In 2005, two months after Hurricane Katrina and the collapse of the levee system, Napoli collected debris from the storm. She retrieved 750 drawers from dressers, kitchen cabinets, desks and bureaus. The empty drawers were cleaned, and the addresses of the houses were marked on the back. Napoli stated that "Floodwall was an attempt to give voice to the silence of a city in ruin and a people in Diaspora."

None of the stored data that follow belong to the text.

impl PipelineOrchestrator {
    pub fn new(config: PipelineConfig, collaborators: Collaborators) -> Self {
        Self {
            config,
            collaborators,
            validator: ResponseValidator,
        }
    }

    pub fn config(&self) -> &PipelineConfig {
        &self.config
    }

    fn manifest_cache(&self) -> ManifestCache {
        ManifestCache::new(&self.config.layout.manifest_path, self.config.manifest_ttl)
    }

    /// Full pipeline from a local video to a composed thumbnail.
    pub async fn run(&self, source: VideoSource, title: &str) -> Result<RunSummary, RunFailure> {
        let mut ctx = RunContext::new("run");
        ctx.logger.log_start(&source.describe());
        let span = ctx.logger.create_span();

        match self.run_stages(&mut ctx, &source, title).instrument(span).await {
            Ok(outcome) => Ok(ctx.finish(outcome)),
            Err((stage, error)) => Err(ctx.fail(stage, error)),
        }
    }

    /// Identify speakers and, for local videos, extract and crop their frames.
    pub async fn sample(
        &self,
        source: VideoSource,
    ) -> Result<(SpeakerManifest, RunSummary), RunFailure> {
        let mut ctx = RunContext::new("sample");
        ctx.logger.log_start(&source.describe());
        let span = ctx.logger.create_span();

        match self.sample_stages(&mut ctx, &source).instrument(span).await {
            Ok((manifest, outcome)) => Ok((manifest, ctx.finish(outcome))),
            Err((stage, error)) => Err(ctx.fail(stage, error)),
        }
    }

    async fn run_stages(
        &self,
        ctx: &mut RunContext,
        source: &VideoSource,
        title: &str,
    ) -> StageResult<RunOutcome> {
        let video = match source {
            VideoSource::Local(path) => path.clone(),
            VideoSource::Url(_) => {
                return Err((
                    Stage::Identify,
                    PipelineError::config("a full run needs a local video file for frame extraction"),
                ))
            }
        };
        if title.trim().is_empty() {
            return Err((Stage::Compose, PipelineError::config("thumbnail title is empty")));
        }
        ensure_video_exists(&video).at(Stage::Identify)?;

        let mut manifest = self.identify_stage(ctx, source).await?;
        self.extract_stage(ctx, &video, &mut manifest).await?;
        let headshots = self.headshot_stage(ctx, &manifest).await?;

        if headshots.len() < 2 {
            let reason = format!(
                "composition needs at least 2 headshots, only {} available",
                headshots.len()
            );
            ctx.warn(reason.clone());
            return Ok(RunOutcome::Partial { reason });
        }

        self.compose_stage(ctx, &headshots, title).await?;
        Ok(RunOutcome::Completed)
    }

    async fn sample_stages(
        &self,
        ctx: &mut RunContext,
        source: &VideoSource,
    ) -> StageResult<(SpeakerManifest, RunOutcome)> {
        if let VideoSource::Local(video) = source {
            ensure_video_exists(video).at(Stage::Identify)?;
        }

        let mut manifest = self.identify_stage(ctx, source).await?;

        match source {
            VideoSource::Local(video) => {
                self.extract_stage(ctx, video, &mut manifest).await?;
                Ok((manifest, RunOutcome::Completed))
            }
            VideoSource::Url(_) => {
                let reason = "frame extraction skipped: input is a URL, not a local file".to_string();
                ctx.warn(reason.clone());
                Ok((manifest, RunOutcome::Partial { reason }))
            }
        }
    }

    async fn identify_stage(
        &self,
        ctx: &mut RunContext,
        source: &VideoSource,
    ) -> StageResult<SpeakerManifest> {
        let stage = Stage::Identify;
        let started = Instant::now();
        let cache = self.manifest_cache();
        ctx.summary.manifest_path = Some(cache.path().to_path_buf());

        if let Some(manifest) = cache.load_fresh().await {
            ctx.logger.log_stage(stage, "reusing cached speaker manifest");
            ctx.summary.complete_stage(stage);
            return Ok(manifest);
        }

        ctx.logger.log_stage(stage, "requesting speaker identification");
        let prompt = identify_prompt(self.config.timestamps_per_speaker);
        let identifier = &*self.collaborators.identifier;
        let video = identifier.prepare(source).await.at(stage)?;
        let video_ref = &video;
        let model = self.config.identify_model.as_str();
        let calls = &ctx.calls;
        let prompt_ref = prompt.as_str();

        let result = self
            .config
            .retry_policy("identify")
            .run(stage, |attempt| async move {
                calls.increment();
                metrics::record_remote_call(stage);
                debug!(attempt, model = %model, "Issuing identification call");

                let payload = identifier.identify(model, video_ref, prompt_ref).await?;
                let outcome = match &payload {
                    GenerationPayload::Blocked { reason } => CallOutcome::Blocked(reason.clone()),
                    GenerationPayload::Content { diagnostics, .. } => match payload.text() {
                        Some(text) => CallOutcome::Produced(text),
                        None => CallOutcome::Empty(format!("model returned no text ({})", diagnostics)),
                    },
                };
                Ok(outcome)
            })
            .await;

        let text = result.into_result().at(stage)?;
        let manifest = self.validator.validate_text(&text).at(stage)?;
        cache.store(&manifest).await.at(stage)?;

        info!(
            speakers = manifest.speakers.len(),
            candidates = manifest.candidate_count(),
            "Speaker manifest written"
        );
        metrics::record_stage_latency(stage, started.elapsed());
        ctx.summary.complete_stage(stage);
        Ok(manifest)
    }

    async fn extract_stage(
        &self,
        ctx: &mut RunContext,
        video: &Path,
        manifest: &mut SpeakerManifest,
    ) -> StageResult<()> {
        let stage = Stage::ExtractAndCrop;
        let started = Instant::now();
        ctx.logger.log_stage(stage, "extracting and cropping frames");

        let duration = self.collaborators.extractor.duration(video).await.at(stage)?;
        for speaker in manifest.speakers.iter_mut() {
            self.prepare_candidates(speaker, duration);
            self.extract_speaker(video, speaker).await.at(stage)?;
            self.crop_speaker(speaker);
        }

        self.manifest_cache().store(manifest).await.at(stage)?;
        metrics::record_stage_latency(stage, started.elapsed());
        ctx.summary.complete_stage(stage);
        Ok(())
    }

    /// Drop out-of-range candidates and pad up to the requested count.
    fn prepare_candidates(&self, speaker: &mut Speaker, duration: f64) {
        let margin = self.config.timestamp_margin_s;
        let before = speaker.frames.len();
        speaker
            .frames
            .retain(|c| c.timestamp_s.is_finite() && c.timestamp_s >= 0.0 && c.timestamp_s < duration - margin);
        if speaker.frames.len() < before {
            warn!(
                speaker_id = %speaker.id,
                dropped = before - speaker.frames.len(),
                duration_s = duration,
                "Dropped candidates outside the video"
            );
        }

        let wanted = self.config.timestamps_per_speaker;
        if speaker.frames.len() < wanted {
            let missing = wanted - speaker.frames.len();
            for ts in synthesized_timestamps(duration, margin, missing) {
                speaker.frames.push(FrameCandidate::synthesized(ts));
            }
            debug!(speaker_id = %speaker.id, synthesized = missing, "Padded candidates");
        }
    }

    async fn extract_speaker(&self, video: &Path, speaker: &mut Speaker) -> PipelineResult<()> {
        let frames_dir = self.config.layout.frames_dir.join(&speaker.id);

        let mut pending = Vec::new();
        for (index, candidate) in speaker.frames.iter_mut().enumerate() {
            let on_disk = candidate.frame_path.as_ref().is_some_and(|p| p.is_file());
            if !on_disk {
                candidate.frame_path = None;
                candidate.crop_path = None;
                candidate.crop_error = None;
                pending.push(index);
            }
        }
        if pending.is_empty() {
            debug!(speaker_id = %speaker.id, "All frames already extracted");
            return Ok(());
        }

        let requests: Vec<FrameRequest> = pending
            .iter()
            .map(|&i| FrameRequest::new(i, speaker.frames[i].timestamp_s))
            .collect();
        let extracted = self
            .collaborators
            .extractor
            .extract(video, &requests, &frames_dir)
            .await?;

        // The extractor returns a subset; pair by timestamp, never by position.
        for frame in extracted {
            let slot = pending.iter().copied().find(|&i| {
                let c = &speaker.frames[i];
                c.frame_path.is_none() && c.timestamp_s == frame.timestamp_s
            });
            if let Some(i) = slot {
                speaker.frames[i].frame_path = Some(frame.path);
            }
        }

        let missing = speaker.frames.iter().filter(|c| c.frame_path.is_none()).count();
        if missing > 0 {
            warn!(speaker_id = %speaker.id, missing, "Some frames could not be extracted");
        }
        Ok(())
    }

    fn crop_speaker(&self, speaker: &mut Speaker) {
        let crops_dir = self.config.layout.crops_dir.join(&speaker.id);

        for candidate in speaker.frames.iter_mut() {
            let Some(frame) = candidate.frame_path.clone() else {
                continue;
            };
            let crop_on_disk = candidate.crop_path.as_ref().is_some_and(|p| p.is_file());
            if crop_on_disk || candidate.crop_error.is_some() {
                continue;
            }

            let outcome = crop_frame(&frame, &candidate.bbox, &crops_dir, &self.config.crop)
                .map_err(|e| e.to_string());
            if let Err(reason) = &outcome {
                warn!(
                    speaker_id = %speaker.id,
                    timestamp_s = candidate.timestamp_s,
                    error = %reason,
                    "Crop failed"
                );
            }
            candidate.record_crop(outcome);
        }
    }

    /// Returns `(speaker_id, canonical headshot)` in manifest order.
    async fn headshot_stage(
        &self,
        ctx: &mut RunContext,
        manifest: &SpeakerManifest,
    ) -> StageResult<Vec<(String, PathBuf)>> {
        let stage = Stage::Headshot;
        let started = Instant::now();
        ctx.logger.log_stage(stage, "generating headshots");

        let retry = self.config.retry_policy("headshot");
        let calls = ctx.calls.clone();
        let images = ImageStage::new(&*self.collaborators.generator, &retry, &calls);
        let layout = &self.config.layout;
        let mut completed = Vec::new();

        for speaker in &manifest.speakers {
            let canonical = layout.canonical_headshot(&speaker.id);
            if canonical.is_file() {
                debug!(speaker_id = %speaker.id, "Headshot already present");
                ctx.summary.headshots.insert(speaker.id.clone(), canonical.clone());
                completed.push((speaker.id.clone(), canonical));
                continue;
            }

            let mut references: Vec<PathBuf> = speaker
                .reference_paths()
                .into_iter()
                .filter(|p| p.is_file())
                .collect();
            if references.is_empty() {
                ctx.summary.omit(&speaker.id, "no usable reference frames");
                ctx.logger
                    .log_warning(&format!("speaker {} has no usable reference frames", speaker.id));
                continue;
            }
            let limit = self.config.max_headshot_references;
            if references.len() > limit {
                ctx.warn(format!(
                    "speaker {}: using {} of {} reference frames",
                    speaker.id,
                    limit,
                    references.len()
                ));
                references.truncate(limit);
            }

            let mut request = HeadshotRequest::new(
                references,
                layout.generated_headshots_dir(),
                &self.config.headshot_model,
            );
            request.output_name = Some(format!("{}_headshot", speaker.id));
            request.aspect_ratio = self.config.headshot_aspect_ratio.clone();
            request.image_size = self.config.headshot_image_size.clone();
            request.use_cache = self.config.use_cache;

            let generated = match images.headshots(&request).await {
                Ok(output) => output,
                Err(e) => {
                    ctx.summary.omit(&speaker.id, e.to_string());
                    ctx.logger
                        .log_warning(&format!("headshot for {} failed: {}", speaker.id, e));
                    continue;
                }
            };
            for message in generated.warnings.iter() {
                ctx.summary.warn(message.clone());
            }

            let Some(first) = generated.first() else {
                ctx.summary.omit(&speaker.id, "model returned no images");
                continue;
            };
            if let Err(e) = copy_file(first, &canonical).await {
                ctx.summary
                    .omit(&speaker.id, format!("could not store headshot: {}", e));
                continue;
            }

            info!(speaker_id = %speaker.id, path = %canonical.display(), "Headshot ready");
            ctx.summary.headshots.insert(speaker.id.clone(), canonical.clone());
            completed.push((speaker.id.clone(), canonical));
        }

        metrics::record_stage_latency(stage, started.elapsed());
        ctx.summary.complete_stage(stage);
        Ok(completed)
    }

    async fn compose_stage(
        &self,
        ctx: &mut RunContext,
        headshots: &[(String, PathBuf)],
        title: &str,
    ) -> StageResult<()> {
        let stage = Stage::Compose;
        let started = Instant::now();
        ctx.logger.log_stage(stage, "composing thumbnail");

        let retry = self.config.retry_policy("compose");
        let calls = ctx.calls.clone();
        let images = ImageStage::new(&*self.collaborators.generator, &retry, &calls);

        let mut request = ComposeRequest::new(
            headshots.iter().take(2).map(|(_, p)| p.clone()).collect(),
            title,
            &self.config.compose_model,
        );
        request.template = self.config.template;
        request.aspect_ratio = self.config.thumbnail_aspect_ratio.clone();
        request.output = self.config.layout.thumbnails_dir.join("thumb.png");
        request.use_cache = self.config.use_cache;

        let output = images.thumbnail(&request).await.at(stage)?;
        let thumbnail = output.first().cloned().ok_or_else(|| {
            (
                stage,
                PipelineError::NoArtifacts {
                    attempts: 0,
                    diagnostic: "no thumbnail was written".to_string(),
                },
            )
        })?;

        info!(path = %thumbnail.display(), cache_hit = output.cache_hit, "Thumbnail ready");
        ctx.summary.thumbnail = Some(thumbnail);
        metrics::record_stage_latency(stage, started.elapsed());
        ctx.summary.complete_stage(stage);
        Ok(())
    }
}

The contents that remained were then photographed. The resulting objects, along with the recorded oral histories, make up the installation. Floodwall poses the question to its onlookers: what price are we willing to pay for the protection of the intimacy of our households?

==Construction==

From Floodwalls first construction in 2007, Napoli has installed it in multiple ways. Sometimes installed as a monumental wall, Floodwall stands eight feet tall and stretches as long as 192 feet.

Floodwall has been displayed on the floor like tombstones in a cemetery, sometimes functioning as a memorial and other times a room that envelops the spectator. The installation has also been used as a setting for collaborative theater performances involving singing and dance.

==Oral History==

Drawers and Personal Stories is a collection of recorded oral histories from the original drawer owners, gathered by Napoli and Rondell Crier. The gathering of these oral histories is an ongoing project that assembles audio recordings of interviews. A selection of these recordings may be heard on the Floodwall website.

==List of installations==

• New York, New York- January 4 – February 9, 2007.
World Financial Center

• Baton Rouge, Louisiana- July 13 – October 13, 2007.
Louisiana State Museum

• Austin, Texas- February 16 – May 25, 2008
Blanton Art Museum

• Cincinnati, Ohio- August 28 – September 14, 2008.
Clifton Cultural Arts Center

• New Orleans, Louisiana- November 1, 2008 – January 18, 2009.
On Piety, Prospect 1 Biennial

• New Orleans, Louisiana- April 17, 2009 – July 12, 2009.
Previously On Piety, an auxiliary exhibition of Prospect One
Contemporary Arts Center

• Bremerhaven, Germany- February 2, 2009 - May 10, 2009.
"Nach der Flut die Flucht- New Orleans Die Ausgewanderte Stadt/The Flight After the Flood- New Orleans The City Left Behind."
Deutsches Auswandererhaus/German Emigration Center

• Wroclaw, Poland- July 14, 2010 – September 5, 2010.
National Museum, Wrocław

• Houston, Texas- September 10 - October 23, 2010.
Understanding Water and Before (During) After, Photographers Respond to Katrina,
Diverse Works Art Space

• Berlin, Germany- September 10, 2010 – October 15, 2010.
"On Board of the Kurier Ship"
A video of the exhibition may be found here:

• New Orleans, LA- December 3, 2011.
Floodwall Cremation

==Cremation==

On December 3, 2011, all 700+ drawers were cremated on the banks of the Mississippi River at Algiers Point in New Orleans, LA.

== Floating on Fire ==
Since the December 3, 2011 cremation of the Floodwall installation, Floodwall and its cremation lives on in an art documentary entitled, Floating on Fire, by the studio ManifiestaFilms out of Wrocław, Poland and produced by ManifiestaFilms and Napoli. Floating on Fire made its screening debut at the 2015 New Orleans Film Festival.

The film will be shown next in the New Horizons International Film Festival in Wroclaw, Poland.